Marking war centenary

The final exhibition of the year at an Alnwick museum continues the venue's contribution to marking the centenary of the First World War.

A ration book from 1918
A ration book from 1918

While the Lamps Were Out: Life in Alnwick and District during the years of the Great War, is on display now at the Bailiffgate Museum.

It tells the moving and fascinating story of what it was like to live in our area during the years of the First World War.

Drawing on materials from the musuem’s collection, some of which have not been on public view before, it shows how different life was a century ago, and how that world changed forever.

Some, but not all, of these changes were due to the impact of the war.

Mick Grant, volunteer, said: “Visitors can find out about the men who volunteered, and those who were exempt from military service. There will be lots of local connections, while we also explore the impact of a huge influx of soldiers and workers from all over Britain and the Empire, on the area.

“The war affected people in a variety of ways, from the news of the loss of loved ones to a Zeppelin raid closing a school for a day.”

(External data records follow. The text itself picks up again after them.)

use macroquad::prelude::*;

/// Panel button; `active` buttons are drawn highlighted (e.g. Play while running)
#[derive(Clone)]
pub struct Button {
    rect: Rect,
    label: String,
    active: bool,
}

impl Button {
    pub fn new(x: f32, y: f32, width: f32, height: f32, label: impl Into<String>) -> Self {
        Self {
            rect: Rect::new(x, y, width, height),
            label: label.into(),
            active: false,
        }
    }

    pub fn with_active(mut self, active: bool) -> Self {
        self.active = active;
        self
    }

    /// Check if mouse is hovering over button
    pub fn is_hovered(&self, mouse_pos: (f32, f32)) -> bool {
        self.rect.contains(vec2(mouse_pos.0, mouse_pos.1))
    }

    pub fn draw(&self, mouse_pos: (f32, f32)) {
        let color = match (self.active, self.is_hovered(mouse_pos)) {
            (true, _) => Color::from_rgba(46, 160, 90, 255),
            (false, true) => Color::from_rgba(100, 149, 237, 255),
            (false, false) => Color::from_rgba(70, 130, 180, 255),
        };
        let Rect { x, y, w, h } = self.rect;

        draw_rectangle(x, y, w, h, color);
        draw_rectangle_lines(x, y, w, h, 2.0, WHITE);

        let text_size = measure_text(&self.label, None, 20, 1.0);
        draw_text(&self.label, x + (w - text_size.width) / 2.0, y + (h + text_size.height) / 2.0, 20.0, WHITE);
    }

    /// Check if button was clicked this frame
    pub fn is_clicked(&self, mouse_pos: (f32, f32)) -> bool {
        self.is_hovered(mouse_pos) && is_mouse_button_pressed(MouseButton::Left)
    }
}
use macroquad::prelude::*;

use crate::application::{Camera, GameState};
use crate::domain::{BoundingBox, Cell, Diff, GridState, Renderer};
use crate::ui::{Button, CELL_SIZE, PANEL_WIDTH, grid_area_height, grid_area_width, panel_x};

const ALIVE_COLOR: Color = Color::new(0.0, 1.0, 0.59, 1.0); // Bright green
const DEAD_COLOR: Color = Color::new(0.06, 0.06, 0.06, 1.0); // Very dark gray
const GRID_LINE_COLOR: Color = Color::new(0.16, 0.16, 0.16, 1.0);

/// Format large numbers with K/M suffixes
fn format_number(n: usize) -> String {
    if n >= 1_000_000 {
        format!("{:.1}M", n as f64 / 1_000_000.0)
    } else if n >= 1_000 {
        format!("{:.1}K", n as f64 / 1_000.0)
    } else {
        format!("{}", n)
    }
}

/// Paints cells as squares through the camera, skipping anything off screen
pub struct ScreenRenderer<'a> {
    camera: &'a Camera,
    visible: BoundingBox,
    alive: Color,
    dead: Color,
}

impl<'a> ScreenRenderer<'a> {
    pub fn new(camera: &'a Camera) -> Self {
        Self {
            camera,
            visible: camera.visible_bounds(grid_area_width(), grid_area_height(), CELL_SIZE),
            alive: ALIVE_COLOR,
            dead: DEAD_COLOR,
        }
    }

    /// Semi-transparent colors for the placement ghost
    pub fn ghost(camera: &'a Camera) -> Self {
        Self {
            alive: Color::from_rgba(0, 255, 150, 120),
            dead: Color::from_rgba(60, 60, 60, 120),
            ..Self::new(camera)
        }
    }

    fn fill(&self, cell: Cell, color: Color) {
        if !self.visible.contains(cell) {
            return;
        }
        let size = CELL_SIZE * self.camera.zoom;
        let (x, y) = self.camera.grid_to_screen(cell, CELL_SIZE);
        draw_rectangle(x, y, size, size, color);
        if size >= 4.0 {
            draw_rectangle_lines(x, y, size, size, 1.0, GRID_LINE_COLOR);
        }
    }
}

impl Renderer for ScreenRenderer<'_> {
    fn draw(&mut self, cell: Cell) {
        self.fill(cell, self.alive);
    }

    fn erase(&mut self, cell: Cell) {
        self.fill(cell, self.dead);
    }
}

/// Draw every living cell that falls inside the grid area
pub fn draw_grid(grid: &GridState, camera: &Camera) {
    grid.render(&mut ScreenRenderer::new(camera));
}

/// Draw a pending placement as a ghost with its bounding box outlined
pub fn draw_pattern_preview(diff: &Diff, camera: &Camera) {
    diff.render(&mut ScreenRenderer::ghost(camera));

    if let Some(b) = diff.bounds() {
        let size = CELL_SIZE * camera.zoom;
        let (x, y) = camera.grid_to_screen(b.top_left(), CELL_SIZE);
        draw_rectangle_lines(
            x,
            y,
            b.width() as f32 * size,
            b.height() as f32 * size,
            2.0,
            Color::from_rgba(255, 255, 0, 180), // Yellow outline
        );
    }
}

/// Draw control panel background
fn draw_panel_background() {
    draw_rectangle(
        panel_x(),
        0.0,
        PANEL_WIDTH,
        screen_height(),
        Color::from_rgba(30, 30, 30, 255),
    );
}

/// Draw the control panel with buttons and info
pub fn draw_controls<S>(
    state: &GameState<S>,
    camera: &Camera,
    buttons: &[Button],
    status: Option<&str>,
    mouse_pos: (f32, f32),
) {
    draw_panel_background();
    buttons.iter().for_each(|btn| btn.draw(mouse_pos));

    let px = panel_x();

    let controls = [
        ("Controls:", 240.0, 14.0, WHITE),
        ("LMB: Toggle / Place", 255.0, 12.0, GRAY),
        ("N: Step   A: Auto", 268.0, 12.0, GRAY),
        ("S: Print  P: Place", 281.0, 12.0, GRAY),
        ("Wheel: Zoom", 294.0, 12.0, GRAY),
        ("Mid-drag: Pan", 307.0, 12.0, GRAY),
    ];
    controls.iter().for_each(|(text, y, size, color)| {
        draw_text(text, px, *y, *size, *color);
    });

    let evolve_ms = state.last_evolution_time_ms;
    let perf_color = if evolve_ms < 5.0 {
        Color::from_rgba(0, 255, 0, 255)
    } else if evolve_ms < 33.0 {
        Color::from_rgba(255, 255, 0, 255)
    } else {
        Color::from_rgba(255, 0, 0, 255)
    };

    let population = format_number(state.grid.population());
    let labels = [
        (format!("Population: {}", population), 340.0, 14.0, WHITE),
        (format!("Evolve: {:.1}ms", evolve_ms), 360.0, 13.0, perf_color),
        (format!("{} | FPS: {}", state.algorithm.name(), get_fps()), 375.0, 12.0, GRAY),
        (format!("Speed: {:.0} gen/s", state.updates_per_second), 630.0, 16.0, WHITE),
        (format!("Generation: {}", state.generation), 680.0, 16.0, ALIVE_COLOR),
        (
            String::from(if state.is_running { "Running" } else { "Paused" }),
            735.0,
            16.0,
            if state.is_running { Color::from_rgba(0, 255, 0, 255) } else { Color::from_rgba(255, 165, 0, 255) },
        ),
        (format!("Zoom: {:.1}x", camera.zoom), 780.0, 14.0, GRAY),
    ];
    labels.iter().for_each(|(text, y, size, color)| {
        draw_text(text, px, *y, *size, *color);
    });

    if let Some(message) = status {
        draw_text(message, 10.0, screen_height() - 10.0, 16.0, Color::from_rgba(255, 120, 120, 255));
    }
}
use std::path::PathBuf;

use macroquad::prelude::*;

use crate::application::{Camera, Command, GameState, PatternSource};
use crate::domain::{TransformSpec, presets};
use crate::ui::{Button, CELL_SIZE, grid_area_width, grid_area_height};

/// A pattern following the cursor until it is clicked into place
#[derive(Clone, Debug, PartialEq)]
pub struct PendingPlacement {
    pub path: PathBuf,
    pub spec: TransformSpec,
}

/// Handle zoom with mouse wheel
pub fn handle_zoom(camera: &mut Camera) {
    let wheel = mouse_wheel().1;
    if wheel > 0.0 {
        camera.zoom_in(1.1);
    } else if wheel < 0.0 {
        camera.zoom_out(1.1);
    }
}

/// Handle pan with middle mouse button drag; `last` carries the drag between frames
pub fn handle_pan(camera: &mut Camera, mouse_pos: (f32, f32), last: &mut Option<(f32, f32)>) {
    if is_mouse_button_down(MouseButton::Middle) {
        if let Some((lx, ly)) = *last {
            camera.pan(mouse_pos.0 - lx, mouse_pos.1 - ly);
        }
        *last = Some(mouse_pos);
    } else {
        *last = None;
    }
}

/// Keyboard and grid clicks mapped to simulation commands
pub fn poll_commands(camera: &mut Camera, mouse_pos: (f32, f32), placing: bool) -> Vec<Command> {
    let bindings = [
        (KeyCode::N, Command::Advance),
        (KeyCode::A, Command::ToggleAutoplay),
        (KeyCode::Space, Command::ToggleAutoplay),
        (KeyCode::S, Command::PrintGrid),
        (KeyCode::C, Command::Clear),
        (KeyCode::R, Command::Randomize),
        (KeyCode::Up, Command::SpeedUp),
        (KeyCode::Down, Command::SlowDown),
    ];
    let mut commands: Vec<Command> = bindings
        .iter()
        .filter(|(key, _)| is_key_pressed(*key))
        .map(|(_, command)| *command)
        .collect();

    // Reset camera with 'H' (home)
    if is_key_pressed(KeyCode::H) {
        camera.reset(grid_area_width(), grid_area_height());
    }

    if !placing && is_mouse_button_pressed(MouseButton::Left) && mouse_pos.0 < grid_area_width() {
        commands.push(Command::Toggle(camera.screen_to_grid(mouse_pos.0, mouse_pos.1, CELL_SIZE)));
    }
    commands
}

/// Panel buttons, indexed as `ui::create_buttons` lays them out
pub fn process_button_clicks(buttons: &[Button], mouse_pos: (f32, f32)) -> Vec<Command> {
    buttons
        .iter()
        .enumerate()
        .filter(|(_, btn)| btn.is_clicked(mouse_pos))
        .filter_map(|(idx, _)| match idx {
            0 => Some(Command::ToggleAutoplay),
            1 => Some(Command::Advance),
            2 => Some(Command::Clear),
            3 => Some(Command::Randomize),
            _ => None,
        })
        .collect()
}

/// Apply commands in order
pub fn apply_commands<S: PatternSource>(state: GameState<S>, commands: Vec<Command>) -> GameState<S> {
    commands.into_iter().fold(state, GameState::handle)
}

/// `P` picks the next preset; `Q` turns, `X`/`Y` mirror, `T` adds a
/// generation; Escape or right click cancels.
pub fn handle_placement_keys(pending: &mut Option<PendingPlacement>, preset_index: &mut usize) {
    if is_key_pressed(KeyCode::P) {
        let all = presets::all_patterns();
        if pending.is_some() {
            *preset_index = (*preset_index + 1) % all.len();
        }
        *pending = Some(PendingPlacement {
            path: PathBuf::from(all[*preset_index].file_name),
            spec: TransformSpec::IDENTITY,
        });
    }

    let Some(p) = pending.as_mut() else {
        return;
    };
    if is_key_pressed(KeyCode::Q) {
        p.spec.rotation = (p.spec.rotation + 1) % 4;
    }
    if is_key_pressed(KeyCode::X) {
        p.spec.mirror_x = !p.spec.mirror_x;
    }
    if is_key_pressed(KeyCode::Y) {
        p.spec.mirror_y = !p.spec.mirror_y;
    }
    if is_key_pressed(KeyCode::T) {
        p.spec.time += 1;
    }
    if is_key_pressed(KeyCode::Escape) || is_mouse_button_pressed(MouseButton::Right) {
        *pending = None;
    }
}
//! Algorithm enum for selecting the step implementation.
//!
//! Both variants compute the same next generation; they only differ in
//! how neighbor counting is scheduled.

use super::{LivingSet, step};

/// Available evolution algorithms.
#[derive(Clone, Copy, Debug, PartialEq, Eq, Default)]
pub enum Algorithm {
    /// Hash-map neighbor counting on the calling thread
    #[default]
    Sparse,
    /// Neighbor counting split across rayon's thread pool
    SparseParallel,
}

impl Algorithm {
    /// Get all available algorithms
    pub fn all() -> Vec<Algorithm> {
        vec![Algorithm::Sparse, Algorithm::SparseParallel]
    }

    /// Display name for the HUD
    pub fn name(&self) -> &'static str {
        match self {
            Algorithm::Sparse => "Sparse",
            Algorithm::SparseParallel => "Sparse+Par",
        }
    }

    /// Compute the next generation with this algorithm
    pub fn step(&self, living: &LivingSet) -> LivingSet {
        match self {
            Algorithm::Sparse => step::step(living),
            Algorithm::SparseParallel => step::step_parallel(living),
        }
    }
}

#[cfg(test)]
mod tests {
    use super::*;
    use crate::domain::Cell;

    #[test]
    fn test_default_is_serial() {
        assert_eq!(Algorithm::default(), Algorithm::Sparse);
    }

    #[test]
    fn test_names_are_unique() {
        let names: Vec<_> = Algorithm::all().iter().map(|a| a.name()).collect();
        let mut unique = names.clone();
        unique.sort();
        unique.dedup();
        assert_eq!(names.len(), unique.len());
    }

    #[test]
    fn test_all_algorithms_agree_on_glider() {
        let glider: LivingSet = [(1, 0), (2, 1), (0, 2), (1, 2), (2, 2)]
            .into_iter()
            .map(Cell::from)
            .collect();
        let results: Vec<_> = Algorithm::all().iter().map(|a| a.step(&glider)).collect();
        assert!(results.windows(2).all(|w| w[0] == w[1]));
    }
}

Jane Mann, volunteer, added: “We look at the big issues that concerned people, but also some odd little facts about life at war. For example, why did a local councillor compare childhood in Alnwick to life in the trenches?

“Why was it safer to walk on the right of the pavement?

“What happened to the money in our pockets in these years?

“We also tell the story of four young teachers from a local school and how refugees were welcomed into the area.”

Visitors will be able to find out why bread tasted different in 1918, what people were entertained by, and much more about life during the Great War.

The exhibition runs until March 2017.